До недавнего времени действительно считалось, что в Северную Русь, взятую в целом, христианство продвигалось весьма медленно. Даже находя в северных погребениях XI-XII веков кресты и образки (иконки), археологи стремились доказать, что эти предметы христианского культа являли собой в глазах их владельцев либо "украшения" (то есть "чисто декоративные предметы"), либо "амулеты-обереги" (которые воспринимались только в "языческом" плане)75. Но в самое последнее время тщательно изучивший множество погребений в юго-западных районах Поморья археолог Н. А. Макаров обоснованно показал, что кресты и иконки (среди них образки Богоматери, Спасителя и - это существенно - святого Георгия), найденные им в древних захоронениях середины XI-XII веков, "отражают стремление новообращенных христиан найти элементы обрядности, символизирующие переход к новой религии". Притом, что особенно важно отметить, "местом изготовления крестиков с эмалью считают Киев, отсюда же происходят, очевидно, инкрустированные образки с изображением Спаса"76.

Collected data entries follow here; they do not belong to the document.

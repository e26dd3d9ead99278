//! # Example: basic
//!
//! Subscribes handlers to exact and wildcard patterns, publishes through both
//! the async and the sync path, then closes the bus.
//!
//! ## Flow
//! ```text
//! subscribe("user.*")        subscribe("#")
//!        │                         │
//! publish("user.created") ──► queue ──► worker ──► both handlers
//! publish_sync("user.deleted") ─────────────────► both handlers (caller's task)
//! close() ──► drain, join workers, clear registry
//! ```
//!
//! ## Run
//! ```bash
//! RUST_LOG=topicbus=debug cargo run --example basic
//! ```

use tokio_util::sync::CancellationToken;
use topicbus::{Bus, BusConfig, HandlerError, HandlerFn, MessageBus, MessageRef};
use tracing_subscriber::EnvFilter;

#[tokio::main(flavor = "current_thread")]
async fn main() -> Result<(), Box<dyn std::error::Error>> {
    tracing_subscriber::fmt()
        .with_env_filter(EnvFilter::try_from_default_env().unwrap_or_else(|_| EnvFilter::new("info")))
        .init();

    // 1. Build a bus, with the tracing observer when `logging` is enabled
    let builder = Bus::<String>::builder(BusConfig {
        workers: 2,
        ..BusConfig::default()
    });
    #[cfg(feature = "logging")]
    let builder = builder.with_observer(std::sync::Arc::new(topicbus::LogObserver));
    let bus = builder.build();

    // 2. Subscribe
    let users = bus.subscribe(
        "user.*",
        HandlerFn::arc(|_ctx: CancellationToken, msg: MessageRef<String>| async move {
            println!("[users] {} -> {}", msg.topic(), msg.payload());
            Ok::<_, HandlerError>(())
        }),
    )?;
    bus.subscribe(
        "#",
        HandlerFn::arc(|_ctx: CancellationToken, msg: MessageRef<String>| async move {
            println!("[all]   {} -> {}", msg.topic(), msg.payload());
            Ok::<_, HandlerError>(())
        }),
    )?;

    // 3. Publish
    let ctx = CancellationToken::new();
    bus.publish(&ctx, "user.created", "alice".into()).await?;
    bus.publish_sync(&ctx, "user.deleted", "bob".into()).await?;
    bus.publish_sync(&ctx, "order.created", "#42".into()).await?;

    // 4. Unsubscribe and close
    users.unsubscribe()?;
    bus.publish_sync(&ctx, "user.updated", "carol".into()).await?;
    bus.close().await?;
    Ok(())
}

Общая картина вырисовывается достаточно ясно: в Северной Руси в целом и особенно в Новгороде христианство утверждалось не столь уж быстро, но в Поморье - о чем подробно говорилось - первоначально (до последней четверти XI века) шли - через Ладогу - выходцы из Киевской Руси, приносившие с собой оттуда и христианство, и героический эпос. Правда, в тех районах, которые исследовал Н. А. Макаров, поток ладожских переселенцев был позднее, в XII веке, "перекрыт" более мощным потоком из Ростовской земли, и поэтому былины здесь почти не сохранились. Но изученные археологом погребения новообращенных христиан в этих местах (наиболее ранние из этих погребений относятся к середине XI века) свидетельствуют, очевидно, о появлении здесь переселенцев из Киевской земли (откуда были принесены и упомянутые выше иконки).

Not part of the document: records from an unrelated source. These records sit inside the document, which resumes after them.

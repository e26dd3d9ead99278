//! # Message value.
//!
//! A [`Message`] is created once by a publish call and then shared (as
//! [`MessageRef`]) between the queue, handlers, stores and history. Everything
//! except its metadata is immutable after creation.
//!
//! ## Metadata
//! Metadata is an open `String -> serde_json::Value` map behind a lock, so
//! middleware and handlers can annotate a message they only hold by `Arc`.
//!
//! ```
//! use topicbus::Message;
//!
//! let msg = Message::new("orders.created", 42_u32);
//! msg.metadata().insert("tenant", "eu-1");
//! assert_eq!(msg.metadata().get("tenant"), Some(serde_json::json!("eu-1")));
//! assert_eq!(*msg.payload(), 42);
//! ```

use std::collections::HashMap;
use std::fmt;
use std::sync::{Arc, RwLock};
use std::time::SystemTime;

use serde::{Deserialize, Serialize};
use serde_json::Value;
use uuid::Uuid;

use super::Priority;

/// Bound for payload types. Blanket-implemented; the bus never inspects payloads.
pub trait Payload: Send + Sync + 'static {}

impl<T: Send + Sync + 'static> Payload for T {}

/// Shared handle to a message.
pub type MessageRef<P> = Arc<Message<P>>;

/// Unique message identifier (random UUID v4).
#[derive(Clone, Copy, Debug, PartialEq, Eq, Hash, PartialOrd, Ord, Serialize, Deserialize)]
#[serde(transparent)]
pub struct MessageId(Uuid);

impl MessageId {
    /// Generates a fresh id.
    pub fn new() -> Self {
        Self(Uuid::new_v4())
    }
}

impl Default for MessageId {
    fn default() -> Self {
        Self::new()
    }
}

impl fmt::Display for MessageId {
    fn fmt(&self, f: &mut fmt::Formatter<'_>) -> fmt::Result {
        self.0.fmt(f)
    }
}

/// Interior-mutable key/value annotations on a message.
#[derive(Debug, Default)]
pub struct Metadata {
    entries: RwLock<HashMap<String, Value>>,
}

impl Metadata {
    fn from_map(map: HashMap<String, Value>) -> Self {
        Self {
            entries: RwLock::new(map),
        }
    }

    /// Sets `key` to `value`, returning the previous value if any.
    pub fn insert(&self, key: impl Into<String>, value: impl Into<Value>) -> Option<Value> {
        self.entries
            .write()
            .unwrap_or_else(|e| e.into_inner())
            .insert(key.into(), value.into())
    }

    /// Returns a copy of the value under `key`.
    pub fn get(&self, key: &str) -> Option<Value> {
        self.entries
            .read()
            .unwrap_or_else(|e| e.into_inner())
            .get(key)
            .cloned()
    }

    /// Returns true if `key` is present.
    pub fn contains_key(&self, key: &str) -> bool {
        self.entries
            .read()
            .unwrap_or_else(|e| e.into_inner())
            .contains_key(key)
    }

    /// Removes `key`, returning its value.
    pub fn remove(&self, key: &str) -> Option<Value> {
        self.entries
            .write()
            .unwrap_or_else(|e| e.into_inner())
            .remove(key)
    }

    /// Number of entries.
    pub fn len(&self) -> usize {
        self.entries.read().unwrap_or_else(|e| e.into_inner()).len()
    }

    /// True if there are no entries.
    pub fn is_empty(&self) -> bool {
        self.len() == 0
    }

    /// Point-in-time copy of all entries.
    pub fn snapshot(&self) -> HashMap<String, Value> {
        self.entries
            .read()
            .unwrap_or_else(|e| e.into_inner())
            .clone()
    }
}

/// A topic-addressed message with an opaque payload.
#[derive(Debug)]
pub struct Message<P> {
    id: MessageId,
    topic: String,
    payload: P,
    metadata: Metadata,
    timestamp: SystemTime,
    priority: Priority,
}

impl<P> Message<P> {
    /// Creates a message with [`Priority::Normal`], a fresh id and the current time.
    pub fn new(topic: impl Into<String>, payload: P) -> Self {
        Self::with_priority(topic, payload, Priority::Normal)
    }

    /// Creates a message with an explicit priority.
    pub fn with_priority(topic: impl Into<String>, payload: P, priority: Priority) -> Self {
        Self {
            id: MessageId::new(),
            topic: topic.into(),
            payload,
            metadata: Metadata::default(),
            timestamp: SystemTime::now(),
            priority,
        }
    }

    /// Rebuilds a message from stored parts, keeping its identity and timestamp.
    pub fn from_parts(
        id: MessageId,
        topic: String,
        payload: P,
        metadata: HashMap<String, Value>,
        timestamp: SystemTime,
        priority: Priority,
    ) -> Self {
        Self {
            id,
            topic,
            payload,
            metadata: Metadata::from_map(metadata),
            timestamp,
            priority,
        }
    }

    /// Unique id.
    pub fn id(&self) -> MessageId {
        self.id
    }

    /// Topic the message was published on.
    pub fn topic(&self) -> &str {
        &self.topic
    }

    /// Caller-supplied payload.
    pub fn payload(&self) -> &P {
        &self.payload
    }

    /// Mutable annotations.
    pub fn metadata(&self) -> &Metadata {
        &self.metadata
    }

    /// Creation time.
    pub fn timestamp(&self) -> SystemTime {
        self.timestamp
    }

    /// Priority tag (informational only).
    pub fn priority(&self) -> Priority {
        self.priority
    }

    /// Consumes the message, returning its payload.
    pub fn into_payload(self) -> P {
        self.payload
    }
}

В цитированном труде А. Н. Насонова доказывается, что "на новгородский север (то есть Поморье.- В. К.) первоначально распространялось влияние Ладоги"; только "к концу 70-х годов XI в. Новгород уже распространил свои "становища" в Заволочье"77. (Заволочье - земли к востоку от Белого и Онежского озер.) Ладога же была своего рода северным филиалом Киева, и именно ладожане столь рано принесли в Поморье христианство - в том числе и христианское содержание былинного эпоса.

* * *

Выше уже говорилось, что героический эпос может родиться и рождается на почве героического века, когда, в частности, государственность еще не устоялась, не отвердела так, как это свершилось на Руси в эпоху Ярослава Мудрого (кстати сказать, само это прозвание верховного правителя не соответствует веку героики; мудрость означает уравновешенность, определенное спокойствие, примиренность). И вполне закономерно, что имя Ярослава, несмотря на всю его значительность, ни разу не упоминается в былинах.

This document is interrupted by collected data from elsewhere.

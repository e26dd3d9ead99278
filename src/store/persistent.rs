//! # Persisting bus decorator.

use async_trait::async_trait;
use tokio_util::sync::CancellationToken;
use tracing::debug;

use super::MessageStore;
use crate::core::{MessageBus, Subscription, SubscriptionId};
use crate::error::BusError;
use crate::handlers::HandlerRef;
use crate::message::{MessageRef, Payload};
use crate::middleware::Middleware;

/// Bus decorator that persists every published message before publishing it.
///
/// ```
/// use tokio_util::sync::CancellationToken;
/// use topicbus::store::{InMemoryStore, MessageStore, PersistentBus};
/// use topicbus::{Bus, BusConfig, MessageBus};
///
/// # #[tokio::main(flavor = "current_thread")]
/// # async fn main() -> Result<(), topicbus::BusError> {
/// let bus = PersistentBus::new(Bus::<String>::new(BusConfig::default()), InMemoryStore::new(0));
/// bus.publish(&CancellationToken::new(), "audit.login", "alice".into()).await?;
/// assert_eq!(bus.store().load().await?.len(), 1);
/// bus.close().await?;
/// # Ok(())
/// # }
/// ```
pub struct PersistentBus<B, S> {
    bus: B,
    store: S,
}

impl<B, S> PersistentBus<B, S> {
    /// Wraps `bus`, persisting into `store`.
    pub fn new(bus: B, store: S) -> Self {
        Self { bus, store }
    }

    /// The backing store.
    pub fn store(&self) -> &S {
        &self.store
    }

    /// The wrapped bus.
    pub fn inner(&self) -> &B {
        &self.bus
    }

    /// Republishes every stored message (asynchronously, without storing it
    /// again), stopping at the first error.
    pub async fn replay<P>(&self, ctx: &CancellationToken) -> Result<usize, BusError>
    where
        P: Payload,
        B: MessageBus<P>,
        S: MessageStore<P>,
    {
        let messages = self.store.load().await?;
        let count = messages.len();
        for msg in messages {
            self.bus.publish_message(ctx, msg).await?;
        }
        debug!(count, "replayed stored messages");
        Ok(count)
    }
}

#[async_trait]
impl<P, B, S> MessageBus<P> for PersistentBus<B, S>
where
    P: Payload,
    B: MessageBus<P>,
    S: MessageStore<P>,
{
    async fn publish_message(&self, ctx: &CancellationToken, msg: MessageRef<P>) -> Result<(), BusError> {
        self.store.store(&msg).await?;
        self.bus.publish_message(ctx, msg).await
    }

    async fn publish_message_sync(&self, ctx: &CancellationToken, msg: MessageRef<P>) -> Result<(), BusError> {
        self.store.store(&msg).await?;
        self.bus.publish_message_sync(ctx, msg).await
    }

    fn subscribe(
        &self,
        pattern: &str,
        handler: impl Into<Option<HandlerRef<P>>> + Send,
    ) -> Result<Subscription<P>, BusError> {
        self.bus.subscribe(pattern, handler)
    }

    fn unsubscribe(&self, id: SubscriptionId) -> Result<(), BusError> {
        self.bus.unsubscribe(id)
    }

    fn use_middleware(&self, mw: Middleware<P>) {
        self.bus.use_middleware(mw);
    }

    async fn close(&self) -> Result<(), BusError> {
        let stored = self.store.close().await;
        let closed = self.bus.close().await;
        stored?;
        closed
    }
}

Понятие же о героическом веке (и эпосе) имеет один очень важный сопровождающий его, соответствующий ему признак. В трактате А. Н. Робинсона "Литература Древней Руси в литературном процессе Средневековья XI-XIII вв." (1980) есть раздел "Древнерусский народный эпос в соотношениях с эпосом Востока и Запада", в начале которого приведен известный тезис А. Н. Веселовского:

"Народный эпос всякого исторического народа по необходимости международный". В этом блестящем афоризме А. Н. Веселовского заключены проблема и программа непреходящего значения"78. Это действительно так. Одно из условий величия эпоса состоит в том, что он не замыкался в бытии одного народа, тяготел в конечном счете к общечеловеческому, всемирному бытию,хотя в тот или иной исторический период "мир" имеет, понятно, определенную "ограниченность", за рамки которой взор творцов эпоса не может выйти. Так, для русского эпоса "мир" - это западная часть Евразии (и то не во всей ее цельности, а, скажем, на пространстве с запада на восток от Священной Римской империи германской нации до Хорезма и с севера на юг от Скандинавии до Арабского халифата).